だけど私は、裏返ったまま床に着地したそのカードに釘付けになっていた。


そこには、”M” と一文字のみ書かれた表とは違い、”M” よりも小さな文字が並んでいた。

いや、並んでいった(・・・・・・)、と表現した方が正しいだろう。


何も書かれてない場所に、一文字ずつ現れていったのだから。

まるで、子供の頃に果汁を使って遊んだ ”あぶり出し” のように。


今も、一文字、また一文字と出現していって………


数字だったり、漢字だったり、繋がった形で読むと、それは住所や電話番号のようだった。

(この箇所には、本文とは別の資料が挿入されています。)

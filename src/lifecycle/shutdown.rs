//! Shutdown coordination for the protocol server.
//!
//! A broadcast channel fans the stop signal out to the accept loop, every
//! listener task and the watcher. Restart is deliberately separate (see
//! `crate::watcher::RestartHandle`): a restart tears listeners down but
//! keeps the server loop alive.

use tokio::sync::broadcast;

/// Coordinator for graceful shutdown.
#[derive(Clone)]
pub struct Shutdown {
    tx: broadcast::Sender<()>,
}

impl Shutdown {
    pub fn new() -> Self {
        let (tx, _) = broadcast::channel(16);
        Self { tx }
    }

    /// Subscribe to the shutdown signal.
    pub fn subscribe(&self) -> broadcast::Receiver<()> {
        self.tx.subscribe()
    }

    /// Trigger the shutdown signal.
    pub fn trigger(&self) {
        let _ = self.tx.send(());
    }

    /// Tasks still holding a receiver.
    pub fn receiver_count(&self) -> usize {
        self.tx.receiver_count()
    }
}

impl Default for Shutdown {
    fn default() -> Self {
        Self::new()
    }
}

/// Resolve once the process receives an interrupt.
pub async fn wait_for_signal() {
    if let Err(error) = tokio::signal::ctrl_c().await {
        tracing::error!(%error, "failed to install interrupt handler");
    }
}

#[cfg(test)]
mod tests {
    use super::*;

    #[tokio::test]
    async fn trigger_reaches_every_subscriber() {
        let shutdown = Shutdown::new();
        let mut first = shutdown.subscribe();
        let mut second = shutdown.subscribe();
        assert_eq!(shutdown.receiver_count(), 2);

        shutdown.trigger();
        assert!(first.recv().await.is_ok());
        assert!(second.recv().await.is_ok());
    }
}
use crate::types::{EndpointSpec, MonitorConfig};
use serde::Deserialize;
use std::path::Path;
use thiserror::Error;

#[derive(Debug, Error)]
pub enum ConfigError {
    #[error("failed to read config file: {0}")]
    Read(#[from] std::io::Error),
    #[error("failed to parse config file: {0}")]
    Parse(#[from] toml::de::Error),
}

/// On-disk configuration: tuning knobs plus the endpoint list. Both
/// sections are optional; an empty file yields a monitor with nothing
/// to probe.
#[derive(Debug, Default, Deserialize)]
pub struct Config {
    #[serde(default)]
    pub monitor: MonitorConfig,
    #[serde(default)]
    pub endpoints: Vec<EndpointSpec>,
}

impl Config {
    /// Loads and parses the file. Any failure here is fatal to startup;
    /// nothing has been probed yet.
    pub fn load(path: impl AsRef<Path>) -> Result<Config, ConfigError> {
        let raw = std::fs::read_to_string(path)?;
        Ok(toml::from_str(&raw)?)
    }
}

やがて、全ての文字が出尽くしたのか、文字の出現はぴたりと止まった。



「………なに、これ…………いったいどうなってるの………?」



私は視線を固めたまま、心のままに呟いていた。


手品……?でもここには私以外誰もいないのに。

じゃあ、いったいどんな仕掛けになってるっていうの?


怖さが真っ先にあるけど、文字の出現が止まった今は、どんどん気にもなってきて。


私は少しの逡巡ののち、恐る恐る、床に落ちた不思議なカードに手を伸ばした。


けれどそれを拾う直前、視界に入り込んできたもののせいで、びくりと手を停止させてしまったのだった。



床に散らばった私の落とし物のうち、白いハンカチが半分ほど開いた状態になっていて、その隙間からは、”M” と書かれたカードがはみ出ていたのだ。


それは二枚目の ”M” のカードだった。